The GAO released a 77-page audit report today critical of the FDA's efforts to protect consumers from dangerous diet supplements. Since manufacturers became required to report adverse events, well-known to be underreported even in the best of circumstances, the FDA has seen a three-fold increase in the number of adverse events reported. Over 948 adverse event reports were received, and 596 of them were mandatory reports submitted by industry. Those included 9 deaths, 64 life-threatening illnesses, and 234 hospitalizations. Once underreporting is accounted for, the FDA estimates that the true number of adverse events exceeds 50,000 adverse events. The audit was conducted at the request of Congressman Henry Waxman, and several other members of Congress.
The GAO ticked off the items we know already: that the FDA should request more power from Congress to regulate the diet supplement industry, that the FDA can't require that a company remove tainted supplements from the marketplace, that the public does not know there has been no testing of the products for safety and efficacy, and that manufacturers should register with the FDA and disclose the specific supplements and ingredients to the agency. We certainly know that "consumers remain vulnerable to risks posed by potentially unsafe products."

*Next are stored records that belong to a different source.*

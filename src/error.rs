//! Error types for the association field and its storage collaborators.

use crate::executor::ExecError;
use crate::transaction::TransactionError;
use std::fmt;

/// Errors surfaced by [`AssociationField`](crate::field::AssociationField) and
/// [`PivotResolver`](crate::pivot::PivotResolver)
#[derive(Debug)]
pub enum FieldError {
    /// Relationship configuration is missing or unusable
    Configuration(String),
    /// Neither a declared relation nor a conventional pivot table was found
    PivotResolution(String),
    /// The full-sync write failed; the association is unchanged
    AssociationSync(String),
    /// A read from the storage layer failed
    Storage(StoreError),
}

impl fmt::Display for FieldError {
    fn fmt(&self, f: &mut fmt::Formatter<'_>) -> fmt::Result {
        match self {
            FieldError::Configuration(s) => write!(f, "Configuration error: {s}"),
            FieldError::PivotResolution(s) => write!(f, "Pivot resolution error: {s}"),
            FieldError::AssociationSync(s) => write!(f, "Association sync error: {s}"),
            FieldError::Storage(e) => write!(f, "Storage error: {e}"),
        }
    }
}

impl std::error::Error for FieldError {
    fn source(&self) -> Option<&(dyn std::error::Error + 'static)> {
        match self {
            FieldError::Storage(e) => Some(e),
            _ => None,
        }
    }
}

impl From<StoreError> for FieldError {
    fn from(err: StoreError) -> Self {
        FieldError::Storage(err)
    }
}

/// Errors raised by [`SchemaCatalog`](crate::store::SchemaCatalog),
/// [`EntityCatalog`](crate::store::EntityCatalog) and
/// [`RelationStore`](crate::store::RelationStore) implementations
#[derive(Debug)]
pub enum StoreError {
    /// Statement execution failed
    Database(ExecError),
    /// Transaction control failed
    Transaction(TransactionError),
    /// A table or column name is not a plain SQL identifier
    InvalidIdentifier(String),
    /// Referential integrity violation
    Constraint(String),
    /// A row could not be turned into a record
    Decode(String),
    /// Other storage errors
    Other(String),
}

impl fmt::Display for StoreError {
    fn fmt(&self, f: &mut fmt::Formatter<'_>) -> fmt::Result {
        match self {
            StoreError::Database(e) => write!(f, "{e}"),
            StoreError::Transaction(e) => write!(f, "{e}"),
            StoreError::InvalidIdentifier(s) => write!(f, "Invalid SQL identifier: {s:?}"),
            StoreError::Constraint(s) => write!(f, "Constraint violation: {s}"),
            StoreError::Decode(s) => write!(f, "Decode error: {s}"),
            StoreError::Other(s) => write!(f, "{s}"),
        }
    }
}

impl std::error::Error for StoreError {
    fn source(&self) -> Option<&(dyn std::error::Error + 'static)> {
        match self {
            StoreError::Database(e) => Some(e),
            StoreError::Transaction(e) => Some(e),
            _ => None,
        }
    }
}

impl From<ExecError> for StoreError {
    fn from(err: ExecError) -> Self {
        StoreError::Database(err)
    }
}

impl From<TransactionError> for StoreError {
    fn from(err: TransactionError) -> Self {
        StoreError::Transaction(err)
    }
}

Key Events in the Regulation of Dietary Supplements
The Nutrition Labeling and Education Act of 1990 amended the Federal Food, Drug, and Cosmetic Act to require most foods, including dietary supplements, to bear nutrition labeling.
DSHEA amended the Federal Food, Drug, and Cosmetic Act to create a new regulatory category, safety standard, labeling requirements, and other rules for dietary supplements. Under DSHEA, dietary supplements are generally presumed to be safe.
The Public Health Security and Bioterrorism Preparedness and Response Act of 2002 amended the Federal Food, Drug, and Cosmetic Act to require all food companies, including dietary supplement companies, to register with FDA no later than December 12, 2003, to provide information on the name and address of the facility and, to some extent, the types of products they manufacture or sell.
FDA was successful in banning ephedra after thousands of adverse events, including a number of deaths, and a lengthy legal process.
The Dietary Supplement and Nonprescription Drug Consumer Protection Act amended the Federal Food, Drug, and Cosmetic Act to require dietary supplement companies that receive a serious adverse event report to submit information about the event to FDA.
FDA finalized its Current Good Manufacturing Practice regulations to establish quality control standards for dietary supplements. The final rule became effective on August 24, 2007, but companies have 10, 22, or 34 months from the effective date of the rule to comply, depending on company size.
Serious adverse event reporting requirements for dietary supplement companies became effective on December 22.